To do> Transcribe, verbatim, every line from the start of the entries through the line that contains "Threads given to"; include both boundary lines and omit all others.

The data>
┌──

// Copyright 2025 eraflo
//
// Licensed under the Apache License, Version 2.0 (the "License");
// you may not use this file except in compliance with the License.
// You may obtain a copy of the License at
//
//     http://www.apache.org/licenses/LICENSE-2.0
//
// Unless required by applicable law or agreed to in writing, software
// distributed under the License is distributed on an "AS IS" BASIS,
// WITHOUT WARRANTIES OR CONDITIONS OF ANY KIND, either express or implied.
// See the License for the specific language governing permissions and
// limitations under the License.

//! Thread budget allocation and the admission gate.
//!
//! The balancer periodically scores every module and splits a fixed thread
//! budget proportionally to the scores. Each allocation also caps how many
//! tasks of the module may run at once; [`LoadBalancer::try_admit`] enforces
//! that cap with a compare-and-swap on the allocation's counter.
//!
//! The allocation map is an immutable snapshot behind an [`ArcSwap`]: the
//! admission path only loads it, and writers (first admission, rebalance,
//! pruning) publish a new map with a compare-and-swap loop. Admission
//! therefore never waits on a rebalance.
//!
//! Other components never touch allocations directly. They queue a
//! [`BalancerCommand`], which the balancer applies in
//! [`LoadBalancer::process_commands`].

use arc_swap::ArcSwap;
use crossbeam_channel::{Receiver, Sender};
use modgov_core::{Clock, ModuleCategory, ModuleId};
use serde::Serialize;
use std::collections::{HashMap, HashSet};
use std::fmt;
use std::sync::atomic::{AtomicU64, AtomicUsize, Ordering};
use std::sync::Arc;
use std::time::{Duration, Instant};

/// Threads given to a module seen for the first time at admission.
pub const DEFAULT_THREADS: usize = 1;
/// Concurrent tasks allowed for a module seen for the first time at admission.
pub const DEFAULT_MAX_TASKS: usize = 5;
/// A module admitted within this window gets a score boost.
pub const RECENT_EXECUTION_WINDOW: Duration = Duration::from_secs(5);

const MAX_RESPONSE_FACTOR: f64 = 5.0;
const MAX_CPU_FACTOR: f64 = 3.0;
const RECENT_EXECUTION_BOOST: f64 = 1.5;
const MIN_THROTTLED_TASKS: usize = 2;

/// Request sent to the balancer by other components.
#[derive(Debug, Clone, PartialEq, Eq)]
pub enum BalancerCommand {
    /// Halve the module's threads (min 1) and concurrent tasks (min 2).
    Throttle {
        /// The module to throttle.
        module: ModuleId,
    },
}

/// Live allocation of one module. Every field is atomic.
#[derive(Debug)]
pub struct ThreadAllocation {
    allocated_threads: AtomicUsize,
    max_concurrent_tasks: AtomicUsize,
    current_tasks: AtomicUsize,
    total_execution_micros: AtomicU64,
    execution_count: AtomicU64,
    /// Nanoseconds since the balancer epoch, plus one. Zero means never.
    last_admission: AtomicU64,
}

impl ThreadAllocation {
    fn new(threads: usize, max_tasks: usize) -> Self {
        Self {
            allocated_threads: AtomicUsize::new(threads),
            max_concurrent_tasks: AtomicUsize::new(max_tasks),
            current_tasks: AtomicUsize::new(0),
            total_execution_micros: AtomicU64::new(0),
            execution_count: AtomicU64::new(0),
            last_admission: AtomicU64::new(0),
        }
    }

    /// Takes a task slot if one is free.
    fn try_acquire(&self) -> bool {
        let mut current = self.current_tasks.load(Ordering::Acquire);
        loop {
            if current >= self.max_concurrent_tasks.load(Ordering::Acquire) {
                return false;
            }
            match self.current_tasks.compare_exchange_weak(
                current,
                current + 1,
                Ordering::AcqRel,
                Ordering::Acquire,
            ) {
                Ok(_) => return true,
                Err(actual) => current = actual,
            }
        }
    }

    /// Frees a task slot, saturating at zero. Execution stats are only
    /// accumulated when the duration is known.
    fn release(&self, execution: Option<Duration>) {
        let _ = self
            .current_tasks
            .fetch_update(Ordering::AcqRel, Ordering::Acquire, |c| c.checked_sub(1));
        if let Some(execution) = execution {
            let micros = u64::try_from(execution.as_micros()).unwrap_or(u64::MAX);
            let _ = self
                .total_execution_micros
                .fetch_update(Ordering::Relaxed, Ordering::Relaxed, |t| {
                    Some(t.saturating_add(micros))
                });
            self.execution_count.fetch_add(1, Ordering::Relaxed);
        }
    }

    fn set_limits(&self, threads: usize, max_tasks: usize) {
        self.allocated_threads.store(threads, Ordering::Release);
        self.max_concurrent_tasks.store(max_tasks, Ordering::Release);
    }

    /// A consistent-enough copy of the counters.
    pub fn snapshot(&self) -> AllocationSnapshot {
        let total_ms = self.total_execution_micros.load(Ordering::Relaxed) as f64 / 1000.0;
        let count = self.execution_count.load(Ordering::Relaxed);
        AllocationSnapshot {
            allocated_threads: self.allocated_threads.load(Ordering::Acquire),
            max_concurrent_tasks: self.max_concurrent_tasks.load(Ordering::Acquire),
            current_tasks: self.current_tasks.load(Ordering::Acquire),
            total_execution_time_ms: total_ms,
            execution_count: count,
            average_execution_time_ms: if count == 0 { 0.0 } else { total_ms / count as f64 },
        }
    }
}

/// Point-in-time copy of a [`ThreadAllocation`].
#[derive(Debug, Clone, Copy, PartialEq, Serialize)]
pub struct AllocationSnapshot {
    /// Threads assigned by the last rebalance.
    pub allocated_threads: usize,
    /// Concurrent task cap.
    pub max_concurrent_tasks: usize,
    /// Tasks currently admitted.
    pub current_tasks: usize,
    /// Accumulated execution time, in milliseconds.
    pub total_execution_time_ms: f64,
    /// Completed executions.
    pub execution_count: u64,
    /// Mean execution time, in milliseconds.
    pub average_execution_time_ms: f64,
}

/// What the balancer needs to know about a module to score it.
#[derive(Debug, Clone, PartialEq)]
pub struct BalanceInput {
    /// The module.
    pub module_id: ModuleId,
    /// Its category.
    pub category: ModuleCategory,
    /// Mean response time, in milliseconds. Zero when unknown.
    pub avg_response_time_ms: f64,
    /// Mean CPU fraction.
    pub cpu_fraction: f64,
}

type AllocationMap = HashMap<ModuleId, Arc<ThreadAllocation>>;

/// Converts a caller-reported execution time, rejecting values a [`Duration`]
/// cannot hold.
fn execution_duration(execution_ms: f64) -> Option<Duration> {
    if !execution_ms.is_finite() {
        return None;
    }
    Duration::try_from_secs_f64(execution_ms.max(0.0) / 1000.0).ok()
}

/// Distributes the thread budget and gates concurrent execution.
pub struct LoadBalancer {
    total_threads: usize,
    clock: Arc<dyn Clock>,
    epoch: Instant,
    allocations: ArcSwap<AllocationMap>,
    commands_tx: Sender<BalancerCommand>,
    commands_rx: Receiver<BalancerCommand>,
}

└──

Task output>
// Copyright 2025 eraflo
//
// Licensed under the Apache License, Version 2.0 (the "License");
// you may not use this file except in compliance with the License.
// You may obtain a copy of the License at
//
//     http://www.apache.org/licenses/LICENSE-2.0
//
// Unless required by applicable law or agreed to in writing, software
// distributed under the License is distributed on an "AS IS" BASIS,
// WITHOUT WARRANTIES OR CONDITIONS OF ANY KIND, either express or implied.
// See the License for the specific language governing permissions and
// limitations under the License.

//! Thread budget allocation and the admission gate.
//!
//! The balancer periodically scores every module and splits a fixed thread
//! budget proportionally to the scores. Each allocation also caps how many
//! tasks of the module may run at once; [`LoadBalancer::try_admit`] enforces
//! that cap with a compare-and-swap on the allocation's counter.
//!
//! The allocation map is an immutable snapshot behind an [`ArcSwap`]: the
//! admission path only loads it, and writers (first admission, rebalance,
//! pruning) publish a new map with a compare-and-swap loop. Admission
//! therefore never waits on a rebalance.
//!
//! Other components never touch allocations directly. They queue a
//! [`BalancerCommand`], which the balancer applies in
//! [`LoadBalancer::process_commands`].

use arc_swap::ArcSwap;
use crossbeam_channel::{Receiver, Sender};
use modgov_core::{Clock, ModuleCategory, ModuleId};
use serde::Serialize;
use std::collections::{HashMap, HashSet};
use std::fmt;
use std::sync::atomic::{AtomicU64, AtomicUsize, Ordering};
use std::sync::Arc;
use std::time::{Duration, Instant};

/// Threads given to a module seen for the first time at admission.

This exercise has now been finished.